» MATERIAL SHOWN
// ABOUTME: Route handlers for dietary feedback and recipe reports
// ABOUTME: Appends classification disputes and forwards user reports by email
//
// SPDX-License-Identifier: MIT OR Apache-2.0

use crate::database::DietaryFeedbackSubmission;
use crate::errors::AppError;
use crate::external::RecipeReport;
use crate::routes::parse_json_body;
use crate::server::ServerResources;
use axum::{
    body::Bytes,
    extract::State,
    http::{HeaderMap, StatusCode},
    response::{IntoResponse, Response},
    routing::post,
    Json, Router,
};
use serde::{Deserialize, Serialize};
use std::sync::Arc;
use uuid::Uuid;

/// Submitted dietary feedback payload
#[derive(Debug, Deserialize)]
#[serde(rename_all = "camelCase")]
pub struct FeedbackBody {
    /// Whether the low-FODMAP classification is disputed
    #[serde(default)]
    pub low_fodmap: bool,
    /// Whether the fermented classification is disputed
    #[serde(default)]
    pub fermented: bool,
    /// Whether the pescatarian classification is disputed
    #[serde(default)]
    pub pescatarian: bool,
    /// Free-text comment
    pub comment: Option<String>,
    /// Snapshot of the analysis being disputed
    #[serde(default)]
    pub current_analysis: serde_json::Value,
}

/// Request body for POST /api/recipes/feedback
#[derive(Debug, Deserialize)]
#[serde(rename_all = "camelCase")]
pub struct SubmitFeedbackBody {
    /// Disputed recipe
    pub recipe_id: Option<Uuid>,
    /// Feedback payload
    pub feedback: FeedbackBody,
}

/// Success envelope carrying the new feedback record id
#[derive(Debug, Serialize, Deserialize)]
#[serde(rename_all = "camelCase")]
pub struct SubmitFeedbackResponse {
    /// Always true on success
    pub success: bool,
    /// Identifier of the appended feedback record
    pub feedback_id: String,
}

/// Request body for POST /api/recipes/report
#[derive(Debug, Deserialize)]
#[serde(rename_all = "camelCase")]
pub struct ReportRecipeBody {
    /// Reported recipe
    pub recipe_id: Option<Uuid>,
    /// Recipe title as the reporter saw it
    pub recipe_title: Option<String>,
    /// Reporter's name
    pub name: Option<String>,
    /// Reporter's email address
    pub email: Option<String>,
    /// Free-text report message
    pub message: Option<String>,
}

/// Success envelope for report dispatch
#[derive(Debug, Serialize, Deserialize)]
pub struct ReportRecipeResponse {
    /// Always true on success
    pub success: bool,
}

/// Feedback routes implementation
pub struct FeedbackRoutes;

impl FeedbackRoutes {
    /// Create all feedback routes
    pub fn routes(resources: Arc<ServerResources>) -> Router {
        Router::new()
            .route("/api/recipes/feedback", post(Self::handle_submit))
            .route("/api/recipes/report", post(Self::handle_report))
            .with_state(resources)
    }

    /// Handle POST /api/recipes/feedback - append one classification dispute
    async fn handle_submit(
        State(resources): State<Arc<ServerResources>>,
        headers: HeaderMap,
        body: Bytes,
    ) -> Result<Response, AppError> {
        resources.session_guard.authenticate(&headers).await?;

        let body: SubmitFeedbackBody = parse_json_body(&body)?;
        let recipe_id = body
            .recipe_id
            .ok_or_else(|| AppError::missing_field("recipeId"))?;

        let submission = DietaryFeedbackSubmission {
            low_fodmap_incorrect: body.feedback.low_fodmap,
            fermented_incorrect: body.feedback.fermented,
            pescatarian_incorrect: body.feedback.pescatarian,
            comment: body.feedback.comment,
            current_analysis: body.feedback.current_analysis,
        };
        let outcome = resources
            .database
            .submit_dietary_feedback(recipe_id, &submission)
            .await?;

        let response = SubmitFeedbackResponse {
            success: true,
            feedback_id: outcome.feedback_id.to_string(),
        };
        Ok((StatusCode::OK, Json(response)).into_response())
    }

    /// Handle POST /api/recipes/report - forward a user report by email
    async fn handle_report(
        State(resources): State<Arc<ServerResources>>,
        headers: HeaderMap,
        body: Bytes,
    ) -> Result<Response, AppError> {
        resources.session_guard.authenticate(&headers).await?;

        let body: ReportRecipeBody = parse_json_body(&body)?;
        let report = RecipeReport {
            recipe_id: body
                .recipe_id
                .ok_or_else(|| AppError::missing_field("recipeId"))?,
            recipe_title: body
                .recipe_title
                .ok_or_else(|| AppError::missing_field("recipeTitle"))?,
            name: body.name.unwrap_or_default(),
            email: body.email.unwrap_or_default(),
            message: body
                .message
                .ok_or_else(|| AppError::missing_field("message"))?,
        };

        resources.mailer.send_recipe_report(&report).await?;
        Ok((StatusCode::OK, Json(ReportRecipeResponse { success: true })).into_response())
    }
}
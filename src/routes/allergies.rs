// ABOUTME: Route handlers for the allergy set REST API
// ABOUTME: Lists and atomically replaces the authenticated user's allergy list
//
// SPDX-License-Identifier: MIT OR Apache-2.0

use crate::database::AllergyEntry;
use crate::errors::AppError;
use crate::models::{Allergy, Severity};
use crate::routes::parse_json_body;
use crate::server::ServerResources;
use axum::{
    body::Bytes,
    extract::State,
    http::{HeaderMap, StatusCode},
    response::{IntoResponse, Response},
    routing::{get, put},
    Json, Router,
};
use serde::{Deserialize, Serialize};
use std::sync::Arc;

/// Wire shape of one allergy joined with its canonical ingredient
#[derive(Debug, Serialize, Deserialize)]
#[serde(rename_all = "camelCase")]
pub struct AllergyResponse {
    /// Unique identifier
    pub id: String,
    /// Canonical ingredient
    pub ingredient: IngredientResponse,
    /// Allergy severity
    pub severity: Severity,
}

/// Wire shape of a canonical ingredient
#[derive(Debug, Serialize, Deserialize)]
#[serde(rename_all = "camelCase")]
pub struct IngredientResponse {
    /// Unique identifier
    pub id: String,
    /// Canonical lowercase name
    pub name: String,
    /// Ingredient category
    pub category: String,
}

impl From<Allergy> for AllergyResponse {
    fn from(allergy: Allergy) -> Self {
        Self {
            id: allergy.id.to_string(),
            ingredient: IngredientResponse {
                id: allergy.ingredient.id.to_string(),
                name: allergy.ingredient.name,
                category: allergy.ingredient.category,
            },
            severity: allergy.severity,
        }
    }
}

/// One submitted allergy entry. Ingredient is free text and is resolved to a
/// canonical record, auto-created when unseen. Severity literals outside
/// mild/moderate/severe reject the whole request.
#[derive(Debug, Deserialize)]
pub struct AllergyEntryBody {
    /// Free-text ingredient name
    pub ingredient: String,
    /// Allergy severity
    pub severity: Severity,
}

/// Request body replacing the entire allergy set
#[derive(Debug, Deserialize)]
pub struct PutAllergiesBody {
    /// Complete new allergy list
    pub allergies: Vec<AllergyEntryBody>,
}

/// Allergy routes implementation
pub struct AllergyRoutes;

impl AllergyRoutes {
    /// Create all allergy routes
    pub fn routes(resources: Arc<ServerResources>) -> Router {
        Router::new()
            .route("/api/allergies", get(Self::handle_get))
            .route("/api/allergies", put(Self::handle_put))
            .with_state(resources)
    }

    /// Handle GET /api/allergies - list allergies joined with ingredients
    async fn handle_get(
        State(resources): State<Arc<ServerResources>>,
        headers: HeaderMap,
    ) -> Result<Response, AppError> {
        let auth = resources.session_guard.authenticate(&headers).await?;

        let allergies = resources.database.list_allergies(auth.user_id).await?;
        let response: Vec<AllergyResponse> = allergies.into_iter().map(Into::into).collect();
        Ok((StatusCode::OK, Json(response)).into_response())
    }

    /// Handle PUT /api/allergies - replace the entire allergy set
    async fn handle_put(
        State(resources): State<Arc<ServerResources>>,
        headers: HeaderMap,
        body: Bytes,
    ) -> Result<Response, AppError> {
        let auth = resources.session_guard.authenticate(&headers).await?;

        let body: PutAllergiesBody = parse_json_body(&body)?;
        let entries: Vec<AllergyEntry> = body
            .allergies
            .into_iter()
            .map(|entry| AllergyEntry {
                ingredient_name: entry.ingredient,
                severity: entry.severity,
            })
            .collect();

        let allergies = resources
            .database
            .replace_allergies(auth.user_id, &entries)
            .await?;
        let response: Vec<AllergyResponse> = allergies.into_iter().map(Into::into).collect();
        Ok((StatusCode::OK, Json(response)).into_response())
    }
}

» WORK REQUIRED
An exact transcription of the lines from the start of the listing through the line bearing "use crate::external::RecipeReport;" is the whole answer.

» WRITTEN ANSWER
// ABOUTME: Route handlers for dietary feedback and recipe reports
// ABOUTME: Appends classification disputes and forwards user reports by email
//
// SPDX-License-Identifier: MIT OR Apache-2.0

use crate::database::DietaryFeedbackSubmission;
use crate::errors::AppError;
use crate::external::RecipeReport;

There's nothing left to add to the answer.